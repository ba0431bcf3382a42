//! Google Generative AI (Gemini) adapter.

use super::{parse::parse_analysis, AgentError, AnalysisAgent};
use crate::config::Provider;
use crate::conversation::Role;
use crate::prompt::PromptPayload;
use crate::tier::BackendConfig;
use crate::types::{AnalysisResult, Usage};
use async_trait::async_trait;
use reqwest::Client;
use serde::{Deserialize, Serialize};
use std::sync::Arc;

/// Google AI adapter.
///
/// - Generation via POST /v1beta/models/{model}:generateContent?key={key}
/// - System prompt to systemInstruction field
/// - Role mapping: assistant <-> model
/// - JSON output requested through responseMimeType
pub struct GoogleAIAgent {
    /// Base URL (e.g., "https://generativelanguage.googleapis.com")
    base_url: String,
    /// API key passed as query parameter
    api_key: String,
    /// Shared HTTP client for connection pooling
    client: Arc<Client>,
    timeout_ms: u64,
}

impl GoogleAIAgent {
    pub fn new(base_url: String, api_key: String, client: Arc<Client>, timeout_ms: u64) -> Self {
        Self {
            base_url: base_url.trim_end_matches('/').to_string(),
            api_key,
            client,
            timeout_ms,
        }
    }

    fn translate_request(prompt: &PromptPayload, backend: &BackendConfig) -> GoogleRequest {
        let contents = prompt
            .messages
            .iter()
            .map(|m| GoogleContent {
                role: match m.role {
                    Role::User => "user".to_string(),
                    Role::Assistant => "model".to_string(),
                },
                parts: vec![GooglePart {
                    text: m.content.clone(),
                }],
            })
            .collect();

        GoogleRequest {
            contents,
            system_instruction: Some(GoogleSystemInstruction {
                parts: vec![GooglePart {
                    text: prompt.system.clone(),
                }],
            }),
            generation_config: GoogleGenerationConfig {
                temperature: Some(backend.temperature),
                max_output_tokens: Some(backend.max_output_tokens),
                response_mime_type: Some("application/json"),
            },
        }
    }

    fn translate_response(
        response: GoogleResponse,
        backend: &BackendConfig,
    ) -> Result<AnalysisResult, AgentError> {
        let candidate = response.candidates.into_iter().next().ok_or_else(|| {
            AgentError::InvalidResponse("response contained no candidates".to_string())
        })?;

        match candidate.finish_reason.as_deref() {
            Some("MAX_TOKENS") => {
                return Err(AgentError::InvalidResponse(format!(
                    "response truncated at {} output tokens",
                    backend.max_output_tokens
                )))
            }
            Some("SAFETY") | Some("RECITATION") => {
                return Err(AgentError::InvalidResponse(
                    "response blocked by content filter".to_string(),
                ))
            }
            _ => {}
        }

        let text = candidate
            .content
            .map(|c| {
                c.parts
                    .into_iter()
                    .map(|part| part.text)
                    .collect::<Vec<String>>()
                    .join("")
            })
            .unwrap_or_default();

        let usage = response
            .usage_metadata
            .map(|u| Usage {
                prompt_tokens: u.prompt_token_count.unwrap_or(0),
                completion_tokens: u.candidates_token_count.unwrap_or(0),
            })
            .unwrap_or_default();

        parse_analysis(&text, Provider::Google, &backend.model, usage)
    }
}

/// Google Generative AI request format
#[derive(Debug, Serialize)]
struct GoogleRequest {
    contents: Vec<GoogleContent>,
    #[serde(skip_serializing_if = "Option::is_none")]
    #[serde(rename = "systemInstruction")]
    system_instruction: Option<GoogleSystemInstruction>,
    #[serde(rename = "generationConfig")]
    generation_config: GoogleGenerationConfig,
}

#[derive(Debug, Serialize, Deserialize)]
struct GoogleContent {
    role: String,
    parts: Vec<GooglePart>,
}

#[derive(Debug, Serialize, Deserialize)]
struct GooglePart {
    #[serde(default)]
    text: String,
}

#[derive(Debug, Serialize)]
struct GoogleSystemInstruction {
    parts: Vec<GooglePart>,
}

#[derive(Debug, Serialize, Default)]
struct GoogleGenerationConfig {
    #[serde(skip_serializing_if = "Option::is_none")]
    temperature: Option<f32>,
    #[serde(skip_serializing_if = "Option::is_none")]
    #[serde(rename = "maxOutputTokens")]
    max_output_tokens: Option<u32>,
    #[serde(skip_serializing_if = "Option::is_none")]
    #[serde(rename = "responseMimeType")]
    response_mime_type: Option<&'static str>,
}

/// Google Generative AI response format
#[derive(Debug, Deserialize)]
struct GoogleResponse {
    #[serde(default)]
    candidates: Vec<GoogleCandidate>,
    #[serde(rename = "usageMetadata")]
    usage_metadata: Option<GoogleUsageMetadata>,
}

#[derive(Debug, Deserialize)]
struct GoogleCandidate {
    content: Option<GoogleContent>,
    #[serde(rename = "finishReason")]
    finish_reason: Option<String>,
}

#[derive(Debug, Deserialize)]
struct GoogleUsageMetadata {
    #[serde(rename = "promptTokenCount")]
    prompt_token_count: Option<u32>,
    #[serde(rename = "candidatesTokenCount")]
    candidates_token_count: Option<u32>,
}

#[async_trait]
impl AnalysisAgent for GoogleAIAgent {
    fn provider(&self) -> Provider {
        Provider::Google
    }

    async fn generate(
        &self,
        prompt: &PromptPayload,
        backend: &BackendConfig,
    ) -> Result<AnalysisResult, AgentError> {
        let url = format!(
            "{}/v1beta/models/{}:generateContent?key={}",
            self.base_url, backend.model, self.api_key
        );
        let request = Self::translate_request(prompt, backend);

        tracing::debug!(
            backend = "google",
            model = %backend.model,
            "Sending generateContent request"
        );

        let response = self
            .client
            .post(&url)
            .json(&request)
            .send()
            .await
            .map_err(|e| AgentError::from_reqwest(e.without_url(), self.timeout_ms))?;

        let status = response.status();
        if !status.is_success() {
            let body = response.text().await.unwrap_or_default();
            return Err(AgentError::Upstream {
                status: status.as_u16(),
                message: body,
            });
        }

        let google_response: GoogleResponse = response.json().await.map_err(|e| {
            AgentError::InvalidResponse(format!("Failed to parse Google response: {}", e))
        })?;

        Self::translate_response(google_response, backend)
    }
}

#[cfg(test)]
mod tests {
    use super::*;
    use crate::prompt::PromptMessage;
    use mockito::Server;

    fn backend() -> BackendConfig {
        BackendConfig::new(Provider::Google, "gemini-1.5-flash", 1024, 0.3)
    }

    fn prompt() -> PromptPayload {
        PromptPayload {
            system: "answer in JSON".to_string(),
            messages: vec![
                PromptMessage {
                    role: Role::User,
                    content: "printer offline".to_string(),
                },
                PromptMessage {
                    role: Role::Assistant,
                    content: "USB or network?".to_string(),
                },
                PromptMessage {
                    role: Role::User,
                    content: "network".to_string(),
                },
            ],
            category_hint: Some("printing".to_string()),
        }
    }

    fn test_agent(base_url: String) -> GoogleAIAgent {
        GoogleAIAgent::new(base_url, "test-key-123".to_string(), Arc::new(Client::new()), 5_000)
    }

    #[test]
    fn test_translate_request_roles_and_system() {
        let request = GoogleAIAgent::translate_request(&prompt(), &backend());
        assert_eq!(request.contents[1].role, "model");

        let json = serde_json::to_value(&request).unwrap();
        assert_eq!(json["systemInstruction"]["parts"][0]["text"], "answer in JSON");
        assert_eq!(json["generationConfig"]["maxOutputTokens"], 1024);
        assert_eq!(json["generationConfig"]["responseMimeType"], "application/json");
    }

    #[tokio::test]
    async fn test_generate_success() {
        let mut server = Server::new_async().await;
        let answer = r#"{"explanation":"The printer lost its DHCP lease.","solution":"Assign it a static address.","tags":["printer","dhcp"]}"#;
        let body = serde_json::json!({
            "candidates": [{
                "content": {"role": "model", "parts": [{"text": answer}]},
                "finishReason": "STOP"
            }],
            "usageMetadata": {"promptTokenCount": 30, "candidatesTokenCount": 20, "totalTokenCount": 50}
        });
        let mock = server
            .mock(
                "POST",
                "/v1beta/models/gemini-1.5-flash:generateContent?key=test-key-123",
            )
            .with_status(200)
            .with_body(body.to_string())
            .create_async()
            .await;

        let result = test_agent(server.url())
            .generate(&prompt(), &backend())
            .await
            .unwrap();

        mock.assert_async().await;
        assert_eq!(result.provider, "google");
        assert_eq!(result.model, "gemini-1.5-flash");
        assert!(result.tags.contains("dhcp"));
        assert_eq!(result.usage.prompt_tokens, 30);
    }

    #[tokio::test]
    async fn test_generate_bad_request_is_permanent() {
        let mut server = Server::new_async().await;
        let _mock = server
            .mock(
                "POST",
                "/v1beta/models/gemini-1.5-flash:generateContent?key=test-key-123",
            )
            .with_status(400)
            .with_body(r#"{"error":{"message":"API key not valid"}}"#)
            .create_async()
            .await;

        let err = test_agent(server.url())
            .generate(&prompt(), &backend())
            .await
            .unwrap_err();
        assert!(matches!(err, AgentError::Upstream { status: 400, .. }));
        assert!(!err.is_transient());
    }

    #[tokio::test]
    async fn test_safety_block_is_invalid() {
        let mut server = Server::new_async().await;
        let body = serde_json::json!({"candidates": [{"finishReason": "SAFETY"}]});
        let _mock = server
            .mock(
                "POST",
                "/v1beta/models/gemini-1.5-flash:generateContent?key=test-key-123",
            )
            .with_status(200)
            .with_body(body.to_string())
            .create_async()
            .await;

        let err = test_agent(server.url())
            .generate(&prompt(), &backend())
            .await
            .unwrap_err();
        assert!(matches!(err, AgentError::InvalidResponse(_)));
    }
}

## [REQUIRED WORK]
State how many lines contain the word "super" across the listing, and give no other text.

## [FINAL ANSWER]
2